━━━━━ Information given

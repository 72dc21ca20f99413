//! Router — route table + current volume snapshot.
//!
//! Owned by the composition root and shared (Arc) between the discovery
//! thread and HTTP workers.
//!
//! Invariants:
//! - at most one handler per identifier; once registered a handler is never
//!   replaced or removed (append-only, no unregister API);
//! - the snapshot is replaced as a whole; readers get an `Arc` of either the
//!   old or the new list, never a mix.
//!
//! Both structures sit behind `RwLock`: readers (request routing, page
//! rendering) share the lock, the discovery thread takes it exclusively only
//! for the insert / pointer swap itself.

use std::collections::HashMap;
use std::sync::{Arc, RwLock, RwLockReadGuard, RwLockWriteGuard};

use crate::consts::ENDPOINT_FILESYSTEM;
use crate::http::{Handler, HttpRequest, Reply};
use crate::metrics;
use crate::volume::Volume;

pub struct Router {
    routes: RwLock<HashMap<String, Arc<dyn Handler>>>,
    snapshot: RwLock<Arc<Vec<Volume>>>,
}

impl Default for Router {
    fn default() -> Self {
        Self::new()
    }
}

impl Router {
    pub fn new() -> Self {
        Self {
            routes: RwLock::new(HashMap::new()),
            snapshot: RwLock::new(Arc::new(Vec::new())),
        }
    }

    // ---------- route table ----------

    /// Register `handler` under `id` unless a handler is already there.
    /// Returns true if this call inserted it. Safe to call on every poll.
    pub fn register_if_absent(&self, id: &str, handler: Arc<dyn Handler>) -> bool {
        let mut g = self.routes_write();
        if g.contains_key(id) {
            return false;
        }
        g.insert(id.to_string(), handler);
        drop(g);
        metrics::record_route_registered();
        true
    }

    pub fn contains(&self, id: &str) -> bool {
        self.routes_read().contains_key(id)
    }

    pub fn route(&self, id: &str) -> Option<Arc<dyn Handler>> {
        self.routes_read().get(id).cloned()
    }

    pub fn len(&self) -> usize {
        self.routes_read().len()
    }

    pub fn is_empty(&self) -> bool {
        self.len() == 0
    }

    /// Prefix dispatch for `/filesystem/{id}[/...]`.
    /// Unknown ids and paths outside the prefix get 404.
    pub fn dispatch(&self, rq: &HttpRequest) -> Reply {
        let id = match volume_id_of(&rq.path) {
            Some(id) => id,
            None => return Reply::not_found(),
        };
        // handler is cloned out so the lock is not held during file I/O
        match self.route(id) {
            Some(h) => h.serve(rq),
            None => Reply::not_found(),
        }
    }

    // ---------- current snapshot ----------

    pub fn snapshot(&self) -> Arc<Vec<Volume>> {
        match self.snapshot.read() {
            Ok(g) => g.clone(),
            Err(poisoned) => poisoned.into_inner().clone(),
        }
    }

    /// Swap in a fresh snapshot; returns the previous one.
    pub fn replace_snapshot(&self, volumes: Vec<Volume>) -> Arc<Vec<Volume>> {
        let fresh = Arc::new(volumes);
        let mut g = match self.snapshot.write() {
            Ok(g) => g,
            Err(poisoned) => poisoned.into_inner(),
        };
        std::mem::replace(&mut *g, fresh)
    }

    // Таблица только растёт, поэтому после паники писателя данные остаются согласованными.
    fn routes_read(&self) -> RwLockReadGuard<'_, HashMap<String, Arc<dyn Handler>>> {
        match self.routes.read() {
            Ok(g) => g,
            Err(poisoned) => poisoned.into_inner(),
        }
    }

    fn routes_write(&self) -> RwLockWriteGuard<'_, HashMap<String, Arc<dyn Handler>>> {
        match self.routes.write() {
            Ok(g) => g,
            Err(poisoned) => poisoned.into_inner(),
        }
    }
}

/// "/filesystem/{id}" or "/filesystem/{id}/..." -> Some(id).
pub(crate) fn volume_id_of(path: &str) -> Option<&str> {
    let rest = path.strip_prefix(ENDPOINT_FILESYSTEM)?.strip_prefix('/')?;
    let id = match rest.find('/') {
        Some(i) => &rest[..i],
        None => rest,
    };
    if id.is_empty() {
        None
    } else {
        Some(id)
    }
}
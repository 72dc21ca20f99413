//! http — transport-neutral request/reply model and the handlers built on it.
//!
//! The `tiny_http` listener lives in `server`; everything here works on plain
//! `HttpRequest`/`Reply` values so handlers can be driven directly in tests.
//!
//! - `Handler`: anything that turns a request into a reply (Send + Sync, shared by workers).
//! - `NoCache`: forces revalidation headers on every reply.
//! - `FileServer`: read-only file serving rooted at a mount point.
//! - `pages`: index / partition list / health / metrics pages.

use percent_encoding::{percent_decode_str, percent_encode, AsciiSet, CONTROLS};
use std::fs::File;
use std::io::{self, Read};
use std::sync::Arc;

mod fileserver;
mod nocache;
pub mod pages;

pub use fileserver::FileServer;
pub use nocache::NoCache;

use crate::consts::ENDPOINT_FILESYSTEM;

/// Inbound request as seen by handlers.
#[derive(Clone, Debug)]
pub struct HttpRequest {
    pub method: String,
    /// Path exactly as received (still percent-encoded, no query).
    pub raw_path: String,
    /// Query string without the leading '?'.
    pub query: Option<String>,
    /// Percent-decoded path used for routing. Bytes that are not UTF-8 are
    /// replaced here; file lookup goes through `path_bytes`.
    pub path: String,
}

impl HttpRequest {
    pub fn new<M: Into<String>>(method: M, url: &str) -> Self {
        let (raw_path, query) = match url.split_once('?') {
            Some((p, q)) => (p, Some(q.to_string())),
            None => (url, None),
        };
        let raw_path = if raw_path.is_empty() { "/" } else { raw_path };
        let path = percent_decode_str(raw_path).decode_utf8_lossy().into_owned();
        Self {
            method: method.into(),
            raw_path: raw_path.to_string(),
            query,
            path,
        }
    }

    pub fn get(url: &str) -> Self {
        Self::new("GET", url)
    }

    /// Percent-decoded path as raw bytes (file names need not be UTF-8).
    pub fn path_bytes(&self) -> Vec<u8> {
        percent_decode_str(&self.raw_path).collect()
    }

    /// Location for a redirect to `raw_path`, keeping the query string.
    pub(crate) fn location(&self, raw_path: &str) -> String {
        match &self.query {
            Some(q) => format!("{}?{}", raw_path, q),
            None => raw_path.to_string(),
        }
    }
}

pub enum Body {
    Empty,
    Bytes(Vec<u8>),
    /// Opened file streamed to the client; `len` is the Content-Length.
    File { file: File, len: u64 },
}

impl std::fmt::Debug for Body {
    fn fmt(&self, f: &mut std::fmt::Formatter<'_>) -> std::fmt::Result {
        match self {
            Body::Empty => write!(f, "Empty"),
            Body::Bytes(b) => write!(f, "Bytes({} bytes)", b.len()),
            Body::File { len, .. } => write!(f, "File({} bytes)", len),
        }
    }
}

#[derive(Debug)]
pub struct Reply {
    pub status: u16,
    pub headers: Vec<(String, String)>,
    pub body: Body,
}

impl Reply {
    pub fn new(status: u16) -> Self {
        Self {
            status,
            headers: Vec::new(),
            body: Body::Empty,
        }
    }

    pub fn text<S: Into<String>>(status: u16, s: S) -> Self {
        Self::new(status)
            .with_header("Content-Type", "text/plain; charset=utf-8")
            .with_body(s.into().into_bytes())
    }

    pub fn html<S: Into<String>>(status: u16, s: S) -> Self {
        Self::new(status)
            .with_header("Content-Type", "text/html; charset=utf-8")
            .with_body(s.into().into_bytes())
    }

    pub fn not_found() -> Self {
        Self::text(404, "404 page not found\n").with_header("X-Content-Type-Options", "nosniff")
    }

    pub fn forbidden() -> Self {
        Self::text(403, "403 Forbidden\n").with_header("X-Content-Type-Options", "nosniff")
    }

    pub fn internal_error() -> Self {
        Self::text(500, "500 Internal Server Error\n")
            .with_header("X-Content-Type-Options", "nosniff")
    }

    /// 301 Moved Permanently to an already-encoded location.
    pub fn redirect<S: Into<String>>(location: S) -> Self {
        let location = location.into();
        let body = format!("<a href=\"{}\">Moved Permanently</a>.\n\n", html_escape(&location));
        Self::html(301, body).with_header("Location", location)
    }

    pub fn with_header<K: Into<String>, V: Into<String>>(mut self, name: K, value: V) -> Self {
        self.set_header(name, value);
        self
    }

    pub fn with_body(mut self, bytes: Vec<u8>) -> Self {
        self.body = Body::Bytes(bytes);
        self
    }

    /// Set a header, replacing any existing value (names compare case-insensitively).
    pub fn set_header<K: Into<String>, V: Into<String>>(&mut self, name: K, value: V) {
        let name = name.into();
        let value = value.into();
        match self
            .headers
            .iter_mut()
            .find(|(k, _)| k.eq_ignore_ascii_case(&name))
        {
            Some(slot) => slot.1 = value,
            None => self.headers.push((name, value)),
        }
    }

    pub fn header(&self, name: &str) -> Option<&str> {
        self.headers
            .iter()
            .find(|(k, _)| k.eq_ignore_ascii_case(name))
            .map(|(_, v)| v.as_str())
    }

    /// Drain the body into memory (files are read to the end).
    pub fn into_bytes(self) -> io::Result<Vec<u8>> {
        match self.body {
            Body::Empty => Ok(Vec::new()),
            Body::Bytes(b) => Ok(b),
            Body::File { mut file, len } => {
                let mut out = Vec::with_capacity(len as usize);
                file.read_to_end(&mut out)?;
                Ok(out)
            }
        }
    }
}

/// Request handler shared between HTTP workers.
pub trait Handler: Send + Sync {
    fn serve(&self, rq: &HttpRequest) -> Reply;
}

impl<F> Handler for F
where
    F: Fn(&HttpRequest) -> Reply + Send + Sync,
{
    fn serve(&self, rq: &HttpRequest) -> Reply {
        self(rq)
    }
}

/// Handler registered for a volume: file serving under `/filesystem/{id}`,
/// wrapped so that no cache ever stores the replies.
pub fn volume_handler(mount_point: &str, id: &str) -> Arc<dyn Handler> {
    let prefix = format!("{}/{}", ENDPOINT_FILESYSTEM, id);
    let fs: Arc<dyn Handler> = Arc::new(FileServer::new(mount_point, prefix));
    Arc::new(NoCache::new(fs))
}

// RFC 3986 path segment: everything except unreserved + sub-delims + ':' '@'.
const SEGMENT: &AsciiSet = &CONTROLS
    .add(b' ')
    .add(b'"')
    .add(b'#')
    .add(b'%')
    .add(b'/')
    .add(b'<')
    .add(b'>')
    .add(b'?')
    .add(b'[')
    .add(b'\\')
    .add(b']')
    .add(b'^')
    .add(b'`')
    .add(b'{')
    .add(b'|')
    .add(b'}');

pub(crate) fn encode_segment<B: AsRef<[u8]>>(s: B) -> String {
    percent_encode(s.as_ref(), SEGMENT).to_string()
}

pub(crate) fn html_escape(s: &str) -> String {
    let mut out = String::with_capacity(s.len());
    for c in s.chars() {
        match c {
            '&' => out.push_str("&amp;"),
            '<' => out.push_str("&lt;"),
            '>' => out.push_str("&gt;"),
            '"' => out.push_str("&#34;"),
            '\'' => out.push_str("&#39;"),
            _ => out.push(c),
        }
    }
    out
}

━━━━━━━━━━

• What you will do
Above are some records; copy exactly the lines from the one with "self.len() == 0" through the one with "the previous one.", both included, and no others.

• Exercise output
        self.len() == 0
    }

    /// Prefix dispatch for `/filesystem/{id}[/...]`.
    /// Unknown ids and paths outside the prefix get 404.
    pub fn dispatch(&self, rq: &HttpRequest) -> Reply {
        let id = match volume_id_of(&rq.path) {
            Some(id) => id,
            None => return Reply::not_found(),
        };
        // handler is cloned out so the lock is not held during file I/O
        match self.route(id) {
            Some(h) => h.serve(rq),
            None => Reply::not_found(),
        }
    }

    // ---------- current snapshot ----------

    pub fn snapshot(&self) -> Arc<Vec<Volume>> {
        match self.snapshot.read() {
            Ok(g) => g.clone(),
            Err(poisoned) => poisoned.into_inner().clone(),
        }
    }

    /// Swap in a fresh snapshot; returns the previous one.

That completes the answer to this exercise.